Overview of vertebrate GPCR clades mapped onto neighbor-joining trees of the γ-branch. (a) CHEM (b,c) SOG and MCH receptors. Caption otherwise similar to Fig. 1.

LTB4R, FPR1,2,3, GPR32, GPR33, CMKLR1, C5AR1, C3AR1, PTGDR2, GPR1, GPR152

Near the leukotriene-4 receptors (LTB₄Rs) we suggest a new orphan receptor GPR₁₉₀, composed of two (or three) subtypes. A set of gar(duplicated)/fishes(16)/coelacanth(duplicated)/sauropsids(7) genes, see ENSLOCP00000021707, was named GPR_190A. The second subtype is composed of gar(duplicated)/fishes(32,internal duplications)/marsupials(2), see ENSLOCP00000021705, and named GPR_190B. A lonely platypus sequence (ENSOANP00000021820), complete with respect to its GPCR signature, may represent a third subtype. Two sets of genes near LTB₄R_1/2 (in Ensembl.R92) may be orthologues of existing human receptors (sets removed in E.95). Three LTB₄R have been identified in zebrafish⁷⁶.
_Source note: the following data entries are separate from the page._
//! Panel de administración: sucursales, repartidores y solicitudes de cambio.
//!
//! El borrado de una sucursal con slips vinculados exige confirmación en dos
//! pasos, modelada como máquina de estados explícita:
//! `Idle -> PendingConfirmation(code) -> Idle`, volviendo a `Idle` tanto en
//! confirmación exitosa como en cancelación o error. El borrado en cascada
//! (slips y luego sucursal) no es transaccional: una falla del almacenamiento
//! entre ambos pasos puede dejar un estado intermedio (brecha aceptada).

use slip_core::PortalError;
use slip_domain::{Branch, ChangeRequest};
use slip_store::{Filter, RecordStore, StoreError, Table};

/// Estado del flujo de borrado en dos pasos.
#[derive(Debug, Clone, PartialEq, Eq, Default)]
pub enum DeleteFlow {
    #[default]
    Idle,
    PendingConfirmation {
        code: String,
        linked_slips: usize,
    },
}

/// Resultado del primer paso del borrado.
#[derive(Debug, Clone, PartialEq, Eq)]
pub enum RemoveOutcome {
    /// Sin slips vinculados: la sucursal se borró de inmediato.
    Deleted,
    /// Hay slips vinculados: se requiere confirmación explícita.
    ConfirmationRequired { linked_slips: usize },
}

#[derive(Debug, Default)]
pub struct AdminPanel {
    delete_flow: DeleteFlow,
}

impl AdminPanel {
    pub fn new() -> Self {
        Self::default()
    }

    pub fn delete_flow(&self) -> &DeleteFlow {
        &self.delete_flow
    }

    /// Lista las sucursales registradas en orden de alta.
    pub fn list_branches<S: RecordStore>(&self, store: &S) -> Result<Vec<Branch>, PortalError> {
        let rows = store.select(Table::Branches, &Filter::new())?;
        let mut branches = Vec::with_capacity(rows.len());
        for row in rows {
            branches.push(serde_json::from_value(row)?);
        }
        Ok(branches)
    }

    /// Da de alta una sucursal nueva (código normalizado a mayúsculas).
    ///
    /// # Errores
    /// `Validation` si falta código o nombre, o si el código ya existe.
    pub fn add_branch<S: RecordStore>(&self, store: &mut S, code: &str, name: &str) -> Result<Branch, PortalError> {
        let branch = Branch::new(code, name)?;
        let existing = store.select(Table::Branches, &Filter::new().eq("code", branch.code()))?;
        if !existing.is_empty() {
            return Err(PortalError::Validation(format!("el código de sucursal ya existe: {}", branch.code())));
        }
        store.insert(Table::Branches, serde_json::to_value(&branch)?)?;
        Ok(branch)
    }

    /// Primer paso del borrado: si la sucursal no tiene slips vinculados se
    /// borra de inmediato; si los tiene, el flujo pasa a confirmación
    /// pendiente y no se muta nada.
    pub fn request_remove_branch<S: RecordStore>(&mut self, store: &mut S, code: &str) -> Result<RemoveOutcome, PortalError> {
        let code = code.trim().to_uppercase();
        if code.is_empty() {
            return Err(PortalError::Validation("debe indicar el código de sucursal a borrar".to_string()));
        }
        let linked = store.select(Table::Slips, &Filter::new().eq("branch_code", code.as_str()))?;
        if !linked.is_empty() {
            let linked_slips = linked.len();
            self.delete_flow = DeleteFlow::PendingConfirmation { code, linked_slips };
            return Ok(RemoveOutcome::ConfirmationRequired { linked_slips });
        }
        let removed = store.delete(Table::Branches, &Filter::new().eq("code", code.as_str()))?;
        if removed == 0 {
            return Err(PortalError::NotFound(format!("sucursal {code}")));
        }
        self.delete_flow = DeleteFlow::Idle;
        Ok(RemoveOutcome::Deleted)
    }

    /// Segundo paso: borra en cascada los slips vinculados y luego la
    /// sucursal. El flujo vuelve a `Idle` incluso si el almacenamiento falla.
    pub fn confirm_remove_branch<S: RecordStore>(&mut self, store: &mut S) -> Result<usize, PortalError> {
        let code = match std::mem::take(&mut self.delete_flow) {
            DeleteFlow::PendingConfirmation { code, .. } => code,
            DeleteFlow::Idle => {
                return Err(PortalError::Validation("no hay borrado pendiente de confirmación".to_string()));
            }
        };
        let slips_removed = store.delete(Table::Slips, &Filter::new().eq("branch_code", code.as_str()))?;
        store.delete(Table::Branches, &Filter::new().eq("code", code.as_str()))?;
        Ok(slips_removed)
    }

    /// Cancela el borrado pendiente sin mutar el almacenamiento.
    pub fn cancel_remove_branch(&mut self) {
        self.delete_flow = DeleteFlow::Idle;
    }

    /// Agrega un repartidor a la sucursal indicada.
    pub fn add_rider<S: RecordStore>(&self, store: &mut S, code: &str, rider: &str) -> Result<Branch, PortalError> {
        let mut branch = self.load_branch(store, code)?;
        branch.add_rider(rider)?;
        self.save_riders(store, &branch)
    }

    /// Quita un repartidor de la sucursal indicada.
    pub fn remove_rider<S: RecordStore>(&self, store: &mut S, code: &str, rider: &str) -> Result<Branch, PortalError> {
        let mut branch = self.load_branch(store, code)?;
        branch.remove_rider(rider)?;
        self.save_riders(store, &branch)
    }

    /// Registra una solicitud de cambio con estado inicial `Pending`.
    pub fn submit_change_request<S: RecordStore>(&self, store: &mut S, description: &str) -> Result<ChangeRequest, PortalError> {
        let request = ChangeRequest::new(description)?;
        store.insert(Table::Requests, serde_json::to_value(&request)?)?;
        Ok(request)
    }

    fn load_branch<S: RecordStore>(&self, store: &S, code: &str) -> Result<Branch, PortalError> {
        let code = code.trim().to_uppercase();
        let record = store.select_one(Table::Branches, &Filter::new().eq("code", code.as_str()))
                          .map_err(|e| match e {
                              StoreError::NotFound => PortalError::NotFound(format!("sucursal {code}")),
                              other => other.into(),
                          })?;
        Ok(serde_json::from_value(record)?)
    }

    fn save_riders<S: RecordStore>(&self, store: &mut S, branch: &Branch) -> Result<Branch, PortalError> {
        store.update(Table::Branches,
                     &Filter::new().eq("code", branch.code()),
                     serde_json::json!({ "riders": branch.riders() }))?;
        Ok(branch.clone())
    }
}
The branching near the formyl peptide receptors FRP_1,2,3 and GPR₃₂ is especially blurred, and Ensembl.R92 helps understand the recent history. FRP_1,2,3 have arose through local duplications, and marsupial(3) sequences, see ENSSHAP00000001972, are likely orthologous to the FRP_1,2,3 set. GPR₃₂ is likely rooted by seven monotreme and marsupial genes, see ENSOANP00000022386; and the FRP_1,2,3-GPR₃₂ group is likely rooted by a sequence from turtle, see ENSPSIP00000009727.

Near GPR₁ (in Ensembl.R92), a complex cluster contains four sets of coelacanth genes (some duplicated) branching with two sets of fishes and one set (9 duplicates) of amphibian genes, see ENSLACG00000005198. This group was named GPR_1B.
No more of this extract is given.